_Exercise details_
Lines to return, exactly: from the line with "fail the run." to the line with "pub struct SourceConfig" in the entries below, both included.

_Records to process_
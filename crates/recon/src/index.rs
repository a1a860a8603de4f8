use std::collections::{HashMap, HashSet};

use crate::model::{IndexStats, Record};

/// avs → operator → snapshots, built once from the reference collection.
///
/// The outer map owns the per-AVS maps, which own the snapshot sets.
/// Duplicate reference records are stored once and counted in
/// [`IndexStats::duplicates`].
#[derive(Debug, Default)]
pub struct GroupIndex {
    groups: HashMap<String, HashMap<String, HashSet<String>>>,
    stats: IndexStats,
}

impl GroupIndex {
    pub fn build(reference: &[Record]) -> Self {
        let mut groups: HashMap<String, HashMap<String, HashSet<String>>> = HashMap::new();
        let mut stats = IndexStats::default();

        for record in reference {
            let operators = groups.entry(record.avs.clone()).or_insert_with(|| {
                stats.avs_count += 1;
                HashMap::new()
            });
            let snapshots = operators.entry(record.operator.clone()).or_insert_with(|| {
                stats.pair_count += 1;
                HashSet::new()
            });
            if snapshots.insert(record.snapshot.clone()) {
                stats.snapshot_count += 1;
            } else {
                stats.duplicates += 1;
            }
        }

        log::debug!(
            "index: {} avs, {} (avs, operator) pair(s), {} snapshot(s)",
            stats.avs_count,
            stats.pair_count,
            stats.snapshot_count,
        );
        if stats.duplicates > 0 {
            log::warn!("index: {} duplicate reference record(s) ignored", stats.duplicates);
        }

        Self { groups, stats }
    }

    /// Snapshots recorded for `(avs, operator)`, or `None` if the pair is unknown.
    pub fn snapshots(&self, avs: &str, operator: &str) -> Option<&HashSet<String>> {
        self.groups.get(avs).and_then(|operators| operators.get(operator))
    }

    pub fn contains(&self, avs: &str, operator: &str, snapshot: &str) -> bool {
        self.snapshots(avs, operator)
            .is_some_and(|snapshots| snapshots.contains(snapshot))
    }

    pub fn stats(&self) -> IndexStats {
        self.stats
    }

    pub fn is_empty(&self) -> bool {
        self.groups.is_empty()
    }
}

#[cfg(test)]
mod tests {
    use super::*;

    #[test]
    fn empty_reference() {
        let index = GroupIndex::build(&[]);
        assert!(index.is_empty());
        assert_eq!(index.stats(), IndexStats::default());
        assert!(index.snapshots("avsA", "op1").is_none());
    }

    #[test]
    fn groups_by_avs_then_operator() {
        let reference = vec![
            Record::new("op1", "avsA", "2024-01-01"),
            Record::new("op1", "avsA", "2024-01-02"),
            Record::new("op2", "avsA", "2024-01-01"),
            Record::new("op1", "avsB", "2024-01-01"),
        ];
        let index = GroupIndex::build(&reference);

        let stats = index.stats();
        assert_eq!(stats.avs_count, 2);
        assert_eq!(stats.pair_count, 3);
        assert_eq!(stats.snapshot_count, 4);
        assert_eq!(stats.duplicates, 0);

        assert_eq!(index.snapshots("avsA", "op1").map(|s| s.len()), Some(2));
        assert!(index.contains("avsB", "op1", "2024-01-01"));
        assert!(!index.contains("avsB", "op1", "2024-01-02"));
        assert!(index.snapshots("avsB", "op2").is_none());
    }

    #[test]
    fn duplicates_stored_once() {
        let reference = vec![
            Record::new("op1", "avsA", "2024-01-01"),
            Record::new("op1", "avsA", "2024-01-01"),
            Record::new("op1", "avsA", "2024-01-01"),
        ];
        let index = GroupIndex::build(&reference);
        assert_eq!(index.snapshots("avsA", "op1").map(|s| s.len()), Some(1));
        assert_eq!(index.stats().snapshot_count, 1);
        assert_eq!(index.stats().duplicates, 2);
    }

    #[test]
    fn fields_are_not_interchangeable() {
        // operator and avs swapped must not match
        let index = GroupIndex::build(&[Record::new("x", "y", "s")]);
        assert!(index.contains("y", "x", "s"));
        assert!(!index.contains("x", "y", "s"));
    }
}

--

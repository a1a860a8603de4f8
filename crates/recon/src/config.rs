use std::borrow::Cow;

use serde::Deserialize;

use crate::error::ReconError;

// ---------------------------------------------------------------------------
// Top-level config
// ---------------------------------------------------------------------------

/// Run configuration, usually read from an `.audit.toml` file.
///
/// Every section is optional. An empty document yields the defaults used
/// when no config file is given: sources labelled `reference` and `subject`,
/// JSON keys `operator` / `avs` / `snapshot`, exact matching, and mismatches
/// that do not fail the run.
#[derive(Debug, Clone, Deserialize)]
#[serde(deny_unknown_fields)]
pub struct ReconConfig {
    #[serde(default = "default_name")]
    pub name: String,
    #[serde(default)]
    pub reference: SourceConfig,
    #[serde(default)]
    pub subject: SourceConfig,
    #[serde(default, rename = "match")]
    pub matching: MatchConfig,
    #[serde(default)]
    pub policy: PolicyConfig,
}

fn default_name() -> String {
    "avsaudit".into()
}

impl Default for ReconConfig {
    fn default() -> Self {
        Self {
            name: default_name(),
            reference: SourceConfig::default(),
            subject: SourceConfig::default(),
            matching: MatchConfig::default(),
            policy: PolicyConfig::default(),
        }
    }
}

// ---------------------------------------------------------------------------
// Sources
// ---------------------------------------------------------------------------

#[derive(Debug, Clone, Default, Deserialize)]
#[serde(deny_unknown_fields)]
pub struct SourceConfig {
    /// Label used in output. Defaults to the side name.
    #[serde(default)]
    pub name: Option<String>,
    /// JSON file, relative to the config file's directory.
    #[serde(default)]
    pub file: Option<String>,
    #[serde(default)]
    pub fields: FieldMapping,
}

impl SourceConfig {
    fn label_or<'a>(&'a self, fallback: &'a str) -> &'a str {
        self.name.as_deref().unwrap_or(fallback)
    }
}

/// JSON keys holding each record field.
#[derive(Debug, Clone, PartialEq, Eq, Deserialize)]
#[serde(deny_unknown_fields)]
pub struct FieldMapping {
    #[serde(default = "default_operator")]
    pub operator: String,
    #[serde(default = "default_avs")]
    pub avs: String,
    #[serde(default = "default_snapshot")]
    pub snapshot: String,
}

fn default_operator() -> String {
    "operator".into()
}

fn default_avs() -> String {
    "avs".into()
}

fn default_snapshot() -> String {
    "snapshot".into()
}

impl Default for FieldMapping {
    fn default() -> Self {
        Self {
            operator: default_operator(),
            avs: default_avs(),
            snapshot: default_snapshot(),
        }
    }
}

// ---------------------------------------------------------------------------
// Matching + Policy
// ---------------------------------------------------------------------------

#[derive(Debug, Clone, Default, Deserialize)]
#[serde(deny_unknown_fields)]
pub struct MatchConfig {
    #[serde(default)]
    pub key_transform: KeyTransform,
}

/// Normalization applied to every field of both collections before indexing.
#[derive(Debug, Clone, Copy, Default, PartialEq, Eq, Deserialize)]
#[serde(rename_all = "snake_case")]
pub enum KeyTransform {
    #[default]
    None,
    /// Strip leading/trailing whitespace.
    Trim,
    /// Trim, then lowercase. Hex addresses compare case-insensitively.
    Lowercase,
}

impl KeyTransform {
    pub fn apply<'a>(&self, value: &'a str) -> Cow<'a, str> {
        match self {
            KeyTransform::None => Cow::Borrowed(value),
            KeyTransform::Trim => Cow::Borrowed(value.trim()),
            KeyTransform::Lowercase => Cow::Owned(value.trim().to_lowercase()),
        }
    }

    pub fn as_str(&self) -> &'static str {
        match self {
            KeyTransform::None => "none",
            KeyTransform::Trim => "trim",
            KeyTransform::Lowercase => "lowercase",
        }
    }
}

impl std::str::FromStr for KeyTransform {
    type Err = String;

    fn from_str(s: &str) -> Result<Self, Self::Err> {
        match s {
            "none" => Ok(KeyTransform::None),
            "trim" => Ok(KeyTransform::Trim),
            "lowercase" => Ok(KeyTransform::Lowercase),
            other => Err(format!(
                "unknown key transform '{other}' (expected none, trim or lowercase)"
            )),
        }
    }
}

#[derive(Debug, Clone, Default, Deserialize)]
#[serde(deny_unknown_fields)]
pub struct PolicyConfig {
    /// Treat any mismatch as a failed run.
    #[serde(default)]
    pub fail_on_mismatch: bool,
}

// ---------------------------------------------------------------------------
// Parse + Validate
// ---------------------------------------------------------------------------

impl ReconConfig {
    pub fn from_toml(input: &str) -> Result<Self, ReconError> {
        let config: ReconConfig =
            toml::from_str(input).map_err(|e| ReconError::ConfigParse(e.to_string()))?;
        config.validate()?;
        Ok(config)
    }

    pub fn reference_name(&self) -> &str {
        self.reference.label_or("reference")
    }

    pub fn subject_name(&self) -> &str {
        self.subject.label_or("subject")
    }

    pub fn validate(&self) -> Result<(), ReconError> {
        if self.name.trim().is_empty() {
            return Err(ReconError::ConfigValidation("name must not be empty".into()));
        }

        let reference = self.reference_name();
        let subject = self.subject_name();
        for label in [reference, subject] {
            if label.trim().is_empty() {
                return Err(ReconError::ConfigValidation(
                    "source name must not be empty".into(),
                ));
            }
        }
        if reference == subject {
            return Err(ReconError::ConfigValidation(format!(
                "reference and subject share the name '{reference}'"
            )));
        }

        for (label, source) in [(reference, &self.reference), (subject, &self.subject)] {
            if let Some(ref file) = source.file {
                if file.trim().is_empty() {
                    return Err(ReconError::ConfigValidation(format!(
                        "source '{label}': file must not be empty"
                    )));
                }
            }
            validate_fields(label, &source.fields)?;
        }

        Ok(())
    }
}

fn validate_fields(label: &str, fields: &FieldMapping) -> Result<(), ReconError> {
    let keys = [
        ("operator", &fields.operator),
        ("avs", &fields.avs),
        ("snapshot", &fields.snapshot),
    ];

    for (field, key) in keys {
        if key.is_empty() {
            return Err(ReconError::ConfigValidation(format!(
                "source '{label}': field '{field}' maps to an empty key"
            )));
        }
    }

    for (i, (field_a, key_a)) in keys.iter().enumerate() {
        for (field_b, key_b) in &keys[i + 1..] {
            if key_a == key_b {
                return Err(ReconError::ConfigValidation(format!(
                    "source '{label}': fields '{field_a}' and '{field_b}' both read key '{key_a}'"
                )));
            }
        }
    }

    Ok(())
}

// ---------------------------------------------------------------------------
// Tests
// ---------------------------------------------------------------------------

_Finished task_
/// that do not fail the run.
#[derive(Debug, Clone, Deserialize)]
#[serde(deny_unknown_fields)]
pub struct ReconConfig {
    #[serde(default = "default_name")]
    pub name: String,
    #[serde(default)]
    pub reference: SourceConfig,
    #[serde(default)]
    pub subject: SourceConfig,
    #[serde(default, rename = "match")]
    pub matching: MatchConfig,
    #[serde(default)]
    pub policy: PolicyConfig,
}

fn default_name() -> String {
    "avsaudit".into()
}

impl Default for ReconConfig {
    fn default() -> Self {
        Self {
            name: default_name(),
            reference: SourceConfig::default(),
            subject: SourceConfig::default(),
            matching: MatchConfig::default(),
            policy: PolicyConfig::default(),
        }
    }
}

// ---------------------------------------------------------------------------
// Sources
// ---------------------------------------------------------------------------

#[derive(Debug, Clone, Default, Deserialize)]
#[serde(deny_unknown_fields)]
pub struct SourceConfig {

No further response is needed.